Voice & Talk Mode
Text is not always the most natural way to interact with your AI assistant. When you are cooking, driving, exercising, or just sitting on the couch, talking is easier than typing. OpenClaw has a full voice stack that turns your assistant into something you can have a spoken conversation with — and even call on the phone.
This page covers every voice capability in OpenClaw, how to set each one up, and practical workflows that make voice genuinely useful rather than a gimmick.
The Voice Stack at a Glance
OpenClaw’s voice capabilities are built from several independent components. You can use them individually or combine them:
| Component | What It Does | Provider | Cost |
|---|---|---|---|
| Talk Mode | Hands-free spoken conversation | Built-in | Free (uses your existing model API) |
| TTS (Text-to-Speech) | Agent speaks responses aloud | ElevenLabs | ~$5-22/month depending on plan |
| STT (Speech-to-Text) | Your speech converted to text | OpenAI Whisper | ~$0.006 per minute of audio |
| Voice Wake | Wake word activation (“Hey OpenClaw”) | Built-in | Free |
| Twilio Calling | Make and receive actual phone calls | Twilio | ~$0.013/min outbound, ~$0.0085/min inbound |
You do not need all of these. Most people start with Talk Mode and Whisper STT, then add ElevenLabs TTS if they want a natural-sounding voice, and Twilio if they need phone call capabilities.
Talk Mode
Talk Mode is the foundation of voice interaction in OpenClaw. When activated, it turns your session into a live, hands-free conversation. You speak, OpenClaw listens and transcribes, processes your request, and responds — either as text or spoken audio.
How It Works
- You activate Talk Mode (via a command, a button in the client, or Voice Wake)

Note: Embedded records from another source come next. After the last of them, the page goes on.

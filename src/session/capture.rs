use chrono::{DateTime, Utc};
use serde::Serialize;
use std::time::Duration;
use tracing::{info, warn};

use super::Epoch;
use crate::error::{StudioError, StudioResult};
use crate::host::{MediaStream, StreamInfo};
use crate::visualizer::{BarStyle, SharedCanvas, VisualizerLoop};

#[derive(Debug, Clone, Copy, PartialEq, Eq, Serialize)]
#[serde(rename_all = "lowercase")]
pub enum CaptureState {
    Idle,
    Requesting,
    Active,
}

/// Live capture: owns the stream, and the analyzer through its visualizer loop
struct ActiveCapture {
    epoch: Epoch,
    stream: Box<dyn MediaStream>,
    visualizer: VisualizerLoop,
    started_at: DateTime<Utc>,
}

enum Phase {
    Idle,
    Requesting { epoch: Epoch },
    Active(ActiveCapture),
}

/// Capture state machine: `Idle -> Requesting -> Active -> Idle`
pub struct CaptureSession {
    phase: Phase,
}

impl Default for CaptureSession {
    fn default() -> Self {
        Self::new()
    }
}

impl CaptureSession {
    pub fn new() -> Self {
        Self { phase: Phase::Idle }
    }

    pub fn state(&self) -> CaptureState {
        match self.phase {
            Phase::Idle => CaptureState::Idle,
            Phase::Requesting { .. } => CaptureState::Requesting,
            Phase::Active(_) => CaptureState::Active,
        }
    }

    pub fn stream(&self) -> Option<&dyn MediaStream> {
        match &self.phase {
            Phase::Active(active) => Some(active.stream.as_ref()),
            _ => None,
        }
    }

    pub fn stream_info(&self) -> Option<StreamInfo> {
        self.stream().map(|s| s.info())
    }

    pub fn started_at(&self) -> Option<DateTime<Utc>> {
        match &self.phase {
            Phase::Active(active) => Some(active.started_at),
            _ => None,
        }
    }

    /// `Idle -> Requesting`
    pub fn begin(&mut self, epoch: Epoch) -> StudioResult<()> {
        if !matches!(self.phase, Phase::Idle) {
            return Err(StudioError::InvalidState(format!(
                "capture is {:?}",
                self.state()
            )));
        }

        info!("Requesting capture {}", epoch);
        self.phase = Phase::Requesting { epoch };
        Ok(())
    }

    /// Whether a resolution for `epoch` is still wanted
    pub fn is_pending(&self, epoch: Epoch) -> bool {
        matches!(self.phase, Phase::Requesting { epoch: e } if e == epoch)
    }

    /// `Requesting -> Active`: wire the analyzer and start drawing
    ///
    /// If the analyzer cannot be created the stream is released and the
    /// session returns to `Idle`.
    pub fn activate(
        &mut self,
        epoch: Epoch,
        mut stream: Box<dyn MediaStream>,
        canvas: SharedCanvas,
        fft_size: usize,
        frame_interval: Duration,
        style: BarStyle,
    ) -> StudioResult<StreamInfo> {
        if !self.is_pending(epoch) {
            stream.stop_tracks();
            return Err(StudioError::InvalidState(format!(
                "capture {} is no longer pending",
                epoch
            )));
        }

        let analyzer = match stream.create_analyzer(fft_size) {
            Ok(a) => a,
            Err(e) => {
                stream.stop_tracks();
                self.phase = Phase::Idle;
                return Err(e);
            }
        };

        let info = stream.info();
        let visualizer = VisualizerLoop::spawn(analyzer, canvas, frame_interval, style);
        self.phase = Phase::Active(ActiveCapture {
            epoch,
            stream,
            visualizer,
            started_at: Utc::now(),
        });

        info!(
            "Capture {} active: stream {} ({} tracks)",
            epoch,
            info.id,
            info.tracks.len()
        );
        Ok(info)
    }

    /// `Requesting -> Idle` after the host refused
    pub fn fail(&mut self, epoch: Epoch) -> bool {
        if self.is_pending(epoch) {
            self.phase = Phase::Idle;
            true
        } else {
            false
        }
    }

    /// Tear everything down and return to `Idle`
    ///
    /// The visualizer is cancelled and awaited before any track is released,
    /// so no frame is drawn against a stopped stream. Returns whether a live
    /// stream was released. Safe to call in any state, any number of times.
    pub async fn stop(&mut self, canvas: &SharedCanvas) -> bool {
        match std::mem::replace(&mut self.phase, Phase::Idle) {
            Phase::Idle => false,
            Phase::Requesting { epoch } => {
                info!("Capture request {} superseded by stop", epoch);
                false
            }
            Phase::Active(mut active) => {
                info!("Stopping capture {}", active.epoch);

                let analyzer = active.visualizer.cancel().await;
                active.stream.stop_tracks();

                match analyzer {
                    Some(mut analyzer) => analyzer.close(),
                    None => warn!("Visualizer did not hand back its analyzer"),
                }

                canvas.lock().await.clear();

                info!("Capture {} stopped", active.epoch);
                true
            }
        }
    }
}
//! Export of finished recordings
//!
//! A finalized recording becomes an [`Artifact`], which is optionally
//! uploaded and registered with the metadata store, then always handed to the
//! local saver.

mod fs;

pub use fs::{DirectorySaver, FsObjectStore, JsonlMetadataStore};

use anyhow::Result;
use async_trait::async_trait;
use chrono::{DateTime, Utc};
use serde::{Deserialize, Serialize};
use std::sync::Arc;
use tracing::{error, info, warn};

use crate::auth::Identity;
use crate::error::StudioError;
use crate::host::CodecPairing;

/// Default byte rate used for the duration estimate
pub const DEFAULT_BYTES_PER_SECOND: u64 = 16_000;

/// Recorded media ready to leave the studio
#[derive(Debug, Clone, PartialEq, Eq)]
pub struct Artifact {
    pub name: String,
    pub mime_type: String,
    pub bytes: Vec<u8>,
}

impl Artifact {
    /// Concatenate fragments in order and name the result after `now`
    pub fn assemble(fragments: &[Vec<u8>], codec: &CodecPairing, now: DateTime<Utc>) -> Self {
        let bytes = fragments.concat();
        Self {
            name: format!("recording-{}.{}", now.timestamp_millis(), codec.extension()),
            mime_type: codec.container().to_string(),
            bytes,
        }
    }

    pub fn size(&self) -> usize {
        self.bytes.len()
    }

    /// Rough duration in whole seconds for a given byte rate
    pub fn estimated_duration_secs(&self, bytes_per_second: u64) -> u64 {
        if bytes_per_second == 0 {
            return 0;
        }
        (self.bytes.len() as f64 / bytes_per_second as f64).round() as u64
    }
}

/// Location of an uploaded object
#[derive(Debug, Clone, PartialEq, Eq, Serialize, Deserialize)]
pub struct ObjectRef {
    pub path: String,
}

/// Metadata row written after a successful upload
#[derive(Debug, Clone, PartialEq, Eq, Serialize, Deserialize)]
pub struct RecordingRecord {
    pub user_id: String,
    pub title: String,
    pub recording_url: String,
    /// Estimated duration in seconds
    pub duration: u64,
}

/// Where a local save ended up
#[derive(Debug, Clone, PartialEq, Eq, Serialize, Deserialize)]
pub struct SavedArtifact {
    pub location: String,
}

/// Object storage collaborator
#[async_trait]
pub trait ObjectStore: Send + Sync {
    async fn upload(&self, path: &str, bytes: &[u8]) -> Result<ObjectRef>;

    fn public_url(&self, path: &str) -> String;
}

/// Metadata store collaborator
#[async_trait]
pub trait MetadataStore: Send + Sync {
    async fn insert(&self, record: &RecordingRecord) -> Result<()>;
}

/// Local save collaborator
#[async_trait]
pub trait LocalSaver: Send + Sync {
    async fn save(&self, artifact: &Artifact) -> Result<SavedArtifact>;
}

/// What happened to the remote half of an export
#[derive(Debug, Clone, PartialEq, Eq, Serialize)]
#[serde(tag = "status", rename_all = "snake_case")]
pub enum RemoteOutcome {
    /// No store configured or nobody signed in
    Skipped,
    Stored { record: RecordingRecord },
    Failed { error: String },
}

#[derive(Debug, Clone, PartialEq, Eq, Serialize)]
pub struct ExportReport {
    pub artifact_name: String,
    pub size_bytes: usize,
    pub remote: RemoteOutcome,
    pub saved: Option<SavedArtifact>,
    pub local_error: Option<String>,
}

impl ExportReport {
    pub fn remote_error(&self) -> Option<StudioError> {
        match &self.remote {
            RemoteOutcome::Failed { error } => Some(StudioError::Transport(error.clone())),
            _ => None,
        }
    }
}

/// Runs one export: remote upload + metadata (optional), then local save
#[derive(Clone)]
pub struct PersistenceBridge {
    object_store: Option<Arc<dyn ObjectStore>>,
    metadata: Option<Arc<dyn MetadataStore>>,
    saver: Arc<dyn LocalSaver>,
    bytes_per_second: u64,
}

impl PersistenceBridge {
    pub fn new(saver: Arc<dyn LocalSaver>) -> Self {
        Self {
            object_store: None,
            metadata: None,
            saver,
            bytes_per_second: DEFAULT_BYTES_PER_SECOND,
        }
    }

    pub fn with_object_store(mut self, store: Arc<dyn ObjectStore>) -> Self {
        self.object_store = Some(store);
        self
    }

    pub fn with_metadata_store(mut self, store: Arc<dyn MetadataStore>) -> Self {
        self.metadata = Some(store);
        self
    }

    pub fn with_bytes_per_second(mut self, bytes_per_second: u64) -> Self {
        self.bytes_per_second = bytes_per_second;
        self
    }

    pub async fn export(&self, artifact: Artifact, identity: Option<&Identity>) -> ExportReport {
        info!("Exporting {} ({} bytes)", artifact.name, artifact.size());

        let remote = match (&self.object_store, identity) {
            (Some(store), Some(identity)) => {
                match self.store_remote(store.as_ref(), &artifact, identity).await {
                    Ok(record) => {
                        info!("Stored {} at {}", record.title, record.recording_url);
                        RemoteOutcome::Stored { record }
                    }
                    Err(e) => {
                        error!("Error saving recording: {:#}", e);
                        RemoteOutcome::Failed {
                            error: format!("{:#}", e),
                        }
                    }
                }
            }
            (Some(_), None) => {
                warn!("No identity established, skipping upload");
                RemoteOutcome::Skipped
            }
            (None, _) => RemoteOutcome::Skipped,
        };

        let (saved, local_error) = match self.saver.save(&artifact).await {
            Ok(saved) => {
                info!("Saved {} locally to {}", artifact.name, saved.location);
                (Some(saved), None)
            }
            Err(e) => {
                error!("Local save of {} failed: {:#}", artifact.name, e);
                (None, Some(format!("{:#}", e)))
            }
        };

        ExportReport {
            artifact_name: artifact.name.clone(),
            size_bytes: artifact.size(),
            remote,
            saved,
            local_error,
        }
    }

    async fn store_remote(
        &self,
        store: &dyn ObjectStore,
        artifact: &Artifact,
        identity: &Identity,
    ) -> Result<RecordingRecord> {
        let path = format!("{}/{}", identity.id, artifact.name);
        let object = store.upload(&path, &artifact.bytes).await?;

        let record = RecordingRecord {
            user_id: identity.id.clone(),
            title: artifact.name.clone(),
            recording_url: store.public_url(&object.path),
            duration: artifact.estimated_duration_secs(self.bytes_per_second),
        };

        if let Some(metadata) = &self.metadata {
            metadata.insert(&record).await?;
        }

        Ok(record)
    }
}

- OpenClaw starts listening through your device’s microphone
- Your speech is transcribed to text using STT (speech-to-text)
- The text is processed by the agent like any other message
- The response is converted to audio using TTS (text-to-speech) and played back
- The cycle repeats until you end the session
Activating Talk Mode
There are several ways to start Talk Mode:
From the web client:
Navigate to http://localhost:18789 and click the microphone icon in the chat interface.
From a voice command (if Voice Wake is enabled): Say the wake word, then start talking.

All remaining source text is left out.